The word "players" may appear in some lines of the data; copy every such line.

Data shown:
---*---

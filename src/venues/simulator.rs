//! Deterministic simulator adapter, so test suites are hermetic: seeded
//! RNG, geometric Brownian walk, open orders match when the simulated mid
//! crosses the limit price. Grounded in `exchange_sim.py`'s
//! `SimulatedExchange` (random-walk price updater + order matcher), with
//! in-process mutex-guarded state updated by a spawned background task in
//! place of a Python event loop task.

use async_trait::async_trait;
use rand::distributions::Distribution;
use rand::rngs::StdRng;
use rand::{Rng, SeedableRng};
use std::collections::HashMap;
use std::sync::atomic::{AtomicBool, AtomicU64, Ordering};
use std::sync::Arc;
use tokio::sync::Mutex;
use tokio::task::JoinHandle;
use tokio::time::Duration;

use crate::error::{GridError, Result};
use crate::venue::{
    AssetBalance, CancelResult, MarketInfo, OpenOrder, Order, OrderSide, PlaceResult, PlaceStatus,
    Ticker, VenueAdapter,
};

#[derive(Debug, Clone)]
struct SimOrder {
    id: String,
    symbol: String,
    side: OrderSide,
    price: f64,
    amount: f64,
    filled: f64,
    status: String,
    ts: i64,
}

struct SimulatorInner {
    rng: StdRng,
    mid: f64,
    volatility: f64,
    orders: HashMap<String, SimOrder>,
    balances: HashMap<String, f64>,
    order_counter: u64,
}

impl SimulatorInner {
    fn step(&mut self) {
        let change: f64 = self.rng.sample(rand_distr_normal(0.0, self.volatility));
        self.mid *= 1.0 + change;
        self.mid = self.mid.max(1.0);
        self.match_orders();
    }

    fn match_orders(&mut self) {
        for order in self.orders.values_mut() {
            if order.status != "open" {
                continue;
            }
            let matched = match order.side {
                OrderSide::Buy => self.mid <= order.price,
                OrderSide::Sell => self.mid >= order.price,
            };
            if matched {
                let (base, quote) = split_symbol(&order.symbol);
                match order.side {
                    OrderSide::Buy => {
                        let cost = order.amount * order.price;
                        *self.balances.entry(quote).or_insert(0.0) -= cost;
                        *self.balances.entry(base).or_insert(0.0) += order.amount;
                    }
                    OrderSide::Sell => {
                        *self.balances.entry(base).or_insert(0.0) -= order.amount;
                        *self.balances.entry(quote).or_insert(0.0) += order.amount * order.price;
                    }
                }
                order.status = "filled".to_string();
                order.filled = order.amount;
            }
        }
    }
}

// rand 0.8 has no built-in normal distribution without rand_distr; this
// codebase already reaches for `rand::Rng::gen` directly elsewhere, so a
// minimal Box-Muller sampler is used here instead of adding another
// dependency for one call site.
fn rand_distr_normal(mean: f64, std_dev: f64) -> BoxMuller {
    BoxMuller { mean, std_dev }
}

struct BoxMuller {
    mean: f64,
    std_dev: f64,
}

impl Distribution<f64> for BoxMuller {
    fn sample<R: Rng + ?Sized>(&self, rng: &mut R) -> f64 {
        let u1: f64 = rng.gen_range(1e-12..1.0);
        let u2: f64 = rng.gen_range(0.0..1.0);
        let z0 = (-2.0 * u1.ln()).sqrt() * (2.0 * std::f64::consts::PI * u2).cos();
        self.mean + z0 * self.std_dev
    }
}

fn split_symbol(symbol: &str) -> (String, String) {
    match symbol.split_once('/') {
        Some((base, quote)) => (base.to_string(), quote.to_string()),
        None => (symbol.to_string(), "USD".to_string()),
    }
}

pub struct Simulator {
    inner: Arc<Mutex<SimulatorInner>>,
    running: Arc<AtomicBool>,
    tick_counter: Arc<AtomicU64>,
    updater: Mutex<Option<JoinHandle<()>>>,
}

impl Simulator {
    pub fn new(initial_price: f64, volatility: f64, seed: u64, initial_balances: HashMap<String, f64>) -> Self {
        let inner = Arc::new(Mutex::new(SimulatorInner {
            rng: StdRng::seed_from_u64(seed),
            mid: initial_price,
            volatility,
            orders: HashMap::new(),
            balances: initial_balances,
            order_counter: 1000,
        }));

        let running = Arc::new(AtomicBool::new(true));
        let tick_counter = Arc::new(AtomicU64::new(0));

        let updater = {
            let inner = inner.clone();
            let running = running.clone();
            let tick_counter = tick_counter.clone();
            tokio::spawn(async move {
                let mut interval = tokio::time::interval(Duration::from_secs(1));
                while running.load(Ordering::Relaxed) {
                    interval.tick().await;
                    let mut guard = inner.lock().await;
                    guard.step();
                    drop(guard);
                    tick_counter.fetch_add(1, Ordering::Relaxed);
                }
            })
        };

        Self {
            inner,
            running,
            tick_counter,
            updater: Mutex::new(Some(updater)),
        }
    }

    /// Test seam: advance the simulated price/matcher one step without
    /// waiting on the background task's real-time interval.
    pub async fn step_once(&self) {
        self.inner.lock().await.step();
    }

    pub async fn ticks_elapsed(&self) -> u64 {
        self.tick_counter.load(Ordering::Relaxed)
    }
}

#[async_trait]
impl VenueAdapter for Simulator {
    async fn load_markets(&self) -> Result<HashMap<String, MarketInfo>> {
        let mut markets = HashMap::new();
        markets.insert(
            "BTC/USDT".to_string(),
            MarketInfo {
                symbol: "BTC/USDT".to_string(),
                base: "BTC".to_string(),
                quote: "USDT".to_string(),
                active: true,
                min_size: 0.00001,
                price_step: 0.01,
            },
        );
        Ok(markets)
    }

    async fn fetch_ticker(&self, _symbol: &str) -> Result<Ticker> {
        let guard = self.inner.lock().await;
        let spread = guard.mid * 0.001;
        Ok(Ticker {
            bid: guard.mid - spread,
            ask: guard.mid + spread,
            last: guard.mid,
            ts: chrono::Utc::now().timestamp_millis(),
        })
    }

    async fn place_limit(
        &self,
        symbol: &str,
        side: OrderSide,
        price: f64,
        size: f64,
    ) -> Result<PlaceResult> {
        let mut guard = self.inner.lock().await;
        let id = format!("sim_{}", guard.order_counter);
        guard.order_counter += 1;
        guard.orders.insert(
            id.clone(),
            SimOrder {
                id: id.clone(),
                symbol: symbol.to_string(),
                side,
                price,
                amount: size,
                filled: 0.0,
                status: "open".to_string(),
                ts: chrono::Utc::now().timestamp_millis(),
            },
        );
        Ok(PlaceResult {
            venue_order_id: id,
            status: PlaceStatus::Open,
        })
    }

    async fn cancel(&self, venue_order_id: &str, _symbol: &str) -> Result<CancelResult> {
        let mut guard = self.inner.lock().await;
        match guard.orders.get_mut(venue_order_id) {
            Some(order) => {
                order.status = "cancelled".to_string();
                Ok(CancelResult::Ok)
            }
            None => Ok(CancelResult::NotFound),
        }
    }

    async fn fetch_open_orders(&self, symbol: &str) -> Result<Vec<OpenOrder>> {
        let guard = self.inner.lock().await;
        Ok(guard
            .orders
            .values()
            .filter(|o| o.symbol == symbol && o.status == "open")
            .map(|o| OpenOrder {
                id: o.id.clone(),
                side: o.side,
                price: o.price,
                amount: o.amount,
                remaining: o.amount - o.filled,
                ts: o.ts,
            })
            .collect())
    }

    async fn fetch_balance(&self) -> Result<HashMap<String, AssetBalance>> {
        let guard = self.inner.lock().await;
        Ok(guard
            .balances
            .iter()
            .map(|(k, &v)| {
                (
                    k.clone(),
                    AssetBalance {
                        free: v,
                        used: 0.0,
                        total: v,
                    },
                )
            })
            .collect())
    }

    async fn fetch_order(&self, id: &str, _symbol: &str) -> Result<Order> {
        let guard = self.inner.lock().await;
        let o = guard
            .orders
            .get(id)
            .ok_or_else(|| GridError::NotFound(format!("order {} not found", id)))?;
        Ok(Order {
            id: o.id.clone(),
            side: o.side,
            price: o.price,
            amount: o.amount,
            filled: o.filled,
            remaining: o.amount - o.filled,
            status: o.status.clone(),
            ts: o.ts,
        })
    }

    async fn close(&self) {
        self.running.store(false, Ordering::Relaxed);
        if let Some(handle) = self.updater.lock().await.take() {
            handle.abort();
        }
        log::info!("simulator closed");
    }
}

---*---

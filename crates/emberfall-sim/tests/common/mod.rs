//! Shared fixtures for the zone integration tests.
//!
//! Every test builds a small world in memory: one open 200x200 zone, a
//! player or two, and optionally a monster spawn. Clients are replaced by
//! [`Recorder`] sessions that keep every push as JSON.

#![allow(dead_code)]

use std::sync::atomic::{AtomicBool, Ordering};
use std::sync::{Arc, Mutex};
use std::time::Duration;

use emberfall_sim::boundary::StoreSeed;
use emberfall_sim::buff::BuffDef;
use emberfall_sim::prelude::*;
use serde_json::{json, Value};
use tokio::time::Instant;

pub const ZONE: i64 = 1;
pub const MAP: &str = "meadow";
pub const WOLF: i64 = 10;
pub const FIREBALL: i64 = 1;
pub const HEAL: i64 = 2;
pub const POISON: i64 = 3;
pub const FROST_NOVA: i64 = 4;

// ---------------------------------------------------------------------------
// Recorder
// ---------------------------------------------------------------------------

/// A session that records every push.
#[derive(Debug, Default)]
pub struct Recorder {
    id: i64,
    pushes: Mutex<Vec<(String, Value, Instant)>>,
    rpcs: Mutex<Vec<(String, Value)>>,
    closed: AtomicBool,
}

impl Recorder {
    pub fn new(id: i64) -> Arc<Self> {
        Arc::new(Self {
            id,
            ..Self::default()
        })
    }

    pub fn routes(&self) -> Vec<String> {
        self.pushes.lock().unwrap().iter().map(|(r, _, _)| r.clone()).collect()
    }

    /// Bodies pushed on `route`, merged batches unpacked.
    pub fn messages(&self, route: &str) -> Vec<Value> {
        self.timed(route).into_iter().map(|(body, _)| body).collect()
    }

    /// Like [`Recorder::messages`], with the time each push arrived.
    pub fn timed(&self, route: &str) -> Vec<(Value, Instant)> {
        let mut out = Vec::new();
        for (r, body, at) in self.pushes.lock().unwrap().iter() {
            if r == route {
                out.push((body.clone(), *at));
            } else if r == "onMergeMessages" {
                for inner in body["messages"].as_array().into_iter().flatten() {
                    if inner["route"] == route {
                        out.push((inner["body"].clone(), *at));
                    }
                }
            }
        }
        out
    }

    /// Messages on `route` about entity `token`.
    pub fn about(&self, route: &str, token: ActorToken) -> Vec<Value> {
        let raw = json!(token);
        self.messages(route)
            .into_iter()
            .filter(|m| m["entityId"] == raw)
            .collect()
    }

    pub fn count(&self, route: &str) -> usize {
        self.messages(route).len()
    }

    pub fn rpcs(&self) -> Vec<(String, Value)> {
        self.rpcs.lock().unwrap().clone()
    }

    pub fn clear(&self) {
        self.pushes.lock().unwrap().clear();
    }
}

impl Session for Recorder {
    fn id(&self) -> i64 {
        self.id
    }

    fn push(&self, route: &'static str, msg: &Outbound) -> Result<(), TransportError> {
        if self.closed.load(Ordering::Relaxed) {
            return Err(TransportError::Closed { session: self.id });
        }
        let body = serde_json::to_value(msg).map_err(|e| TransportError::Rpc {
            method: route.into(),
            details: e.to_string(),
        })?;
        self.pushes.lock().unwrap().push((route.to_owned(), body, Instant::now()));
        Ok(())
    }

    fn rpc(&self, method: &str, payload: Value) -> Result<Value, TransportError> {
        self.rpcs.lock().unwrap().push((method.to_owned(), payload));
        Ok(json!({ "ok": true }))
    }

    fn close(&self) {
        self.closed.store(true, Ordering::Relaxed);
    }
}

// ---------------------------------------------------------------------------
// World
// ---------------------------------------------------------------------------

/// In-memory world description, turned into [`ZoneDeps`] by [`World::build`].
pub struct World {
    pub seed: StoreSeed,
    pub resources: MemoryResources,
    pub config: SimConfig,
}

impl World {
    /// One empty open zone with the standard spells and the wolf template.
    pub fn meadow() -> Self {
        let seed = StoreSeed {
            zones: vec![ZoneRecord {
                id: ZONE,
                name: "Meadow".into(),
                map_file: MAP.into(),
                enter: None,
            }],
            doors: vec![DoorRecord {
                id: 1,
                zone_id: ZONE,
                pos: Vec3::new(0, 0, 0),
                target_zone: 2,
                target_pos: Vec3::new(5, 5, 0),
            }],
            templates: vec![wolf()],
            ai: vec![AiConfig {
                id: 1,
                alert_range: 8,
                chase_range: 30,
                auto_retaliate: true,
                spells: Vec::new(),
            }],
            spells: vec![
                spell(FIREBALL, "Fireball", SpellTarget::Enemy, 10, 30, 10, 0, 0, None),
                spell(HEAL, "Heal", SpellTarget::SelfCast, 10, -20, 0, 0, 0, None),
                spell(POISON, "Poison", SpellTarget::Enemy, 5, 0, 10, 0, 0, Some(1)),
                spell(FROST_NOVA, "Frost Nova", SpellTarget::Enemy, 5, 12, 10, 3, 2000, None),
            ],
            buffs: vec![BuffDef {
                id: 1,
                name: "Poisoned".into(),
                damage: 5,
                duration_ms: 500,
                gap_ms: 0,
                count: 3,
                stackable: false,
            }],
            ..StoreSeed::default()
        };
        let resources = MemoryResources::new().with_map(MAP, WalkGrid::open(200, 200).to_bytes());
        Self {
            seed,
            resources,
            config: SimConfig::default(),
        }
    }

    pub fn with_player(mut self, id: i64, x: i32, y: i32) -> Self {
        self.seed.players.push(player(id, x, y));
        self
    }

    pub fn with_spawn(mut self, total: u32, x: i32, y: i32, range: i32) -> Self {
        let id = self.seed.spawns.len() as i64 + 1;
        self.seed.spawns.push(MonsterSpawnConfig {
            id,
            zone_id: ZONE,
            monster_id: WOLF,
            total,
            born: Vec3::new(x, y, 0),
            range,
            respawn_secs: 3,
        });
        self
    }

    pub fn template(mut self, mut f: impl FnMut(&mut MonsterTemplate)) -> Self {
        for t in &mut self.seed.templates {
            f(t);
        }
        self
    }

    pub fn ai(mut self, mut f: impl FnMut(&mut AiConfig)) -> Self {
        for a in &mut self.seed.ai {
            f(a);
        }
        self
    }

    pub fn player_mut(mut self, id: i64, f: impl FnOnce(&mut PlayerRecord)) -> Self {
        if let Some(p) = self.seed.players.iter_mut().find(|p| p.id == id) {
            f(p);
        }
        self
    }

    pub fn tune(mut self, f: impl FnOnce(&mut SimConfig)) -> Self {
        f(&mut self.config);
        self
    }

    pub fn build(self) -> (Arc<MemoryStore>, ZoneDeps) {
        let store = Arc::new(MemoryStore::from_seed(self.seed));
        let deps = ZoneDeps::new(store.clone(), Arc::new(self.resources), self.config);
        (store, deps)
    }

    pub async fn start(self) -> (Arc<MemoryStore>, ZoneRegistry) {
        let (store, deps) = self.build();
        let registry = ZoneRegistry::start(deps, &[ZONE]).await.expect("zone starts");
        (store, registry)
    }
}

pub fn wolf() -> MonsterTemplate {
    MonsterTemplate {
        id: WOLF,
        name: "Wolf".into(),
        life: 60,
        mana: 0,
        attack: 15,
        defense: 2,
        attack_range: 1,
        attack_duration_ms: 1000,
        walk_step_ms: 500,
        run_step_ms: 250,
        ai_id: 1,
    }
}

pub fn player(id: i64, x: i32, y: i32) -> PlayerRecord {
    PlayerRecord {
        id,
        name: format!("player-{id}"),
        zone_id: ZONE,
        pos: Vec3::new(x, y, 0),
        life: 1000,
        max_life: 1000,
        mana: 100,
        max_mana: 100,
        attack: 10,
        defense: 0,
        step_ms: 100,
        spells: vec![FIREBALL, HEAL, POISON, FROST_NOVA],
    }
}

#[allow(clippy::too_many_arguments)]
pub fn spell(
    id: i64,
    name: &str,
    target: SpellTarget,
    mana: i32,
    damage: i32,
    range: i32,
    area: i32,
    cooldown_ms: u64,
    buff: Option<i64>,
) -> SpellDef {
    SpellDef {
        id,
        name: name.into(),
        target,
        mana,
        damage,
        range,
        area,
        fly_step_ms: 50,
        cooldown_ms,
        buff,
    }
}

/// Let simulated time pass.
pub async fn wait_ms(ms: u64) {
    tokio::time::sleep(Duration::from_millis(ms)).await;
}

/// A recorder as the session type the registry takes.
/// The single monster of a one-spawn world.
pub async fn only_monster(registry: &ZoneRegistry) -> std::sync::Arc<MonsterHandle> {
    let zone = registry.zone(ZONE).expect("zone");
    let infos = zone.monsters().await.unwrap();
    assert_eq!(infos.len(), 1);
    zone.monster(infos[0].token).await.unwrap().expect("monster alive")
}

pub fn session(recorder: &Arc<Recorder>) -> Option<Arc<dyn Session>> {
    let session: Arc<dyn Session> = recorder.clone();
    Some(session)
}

---*---

Answer to the problem:
        self.seed.players.push(player(id, x, y));
        if let Some(p) = self.seed.players.iter_mut().find(|p| p.id == id) {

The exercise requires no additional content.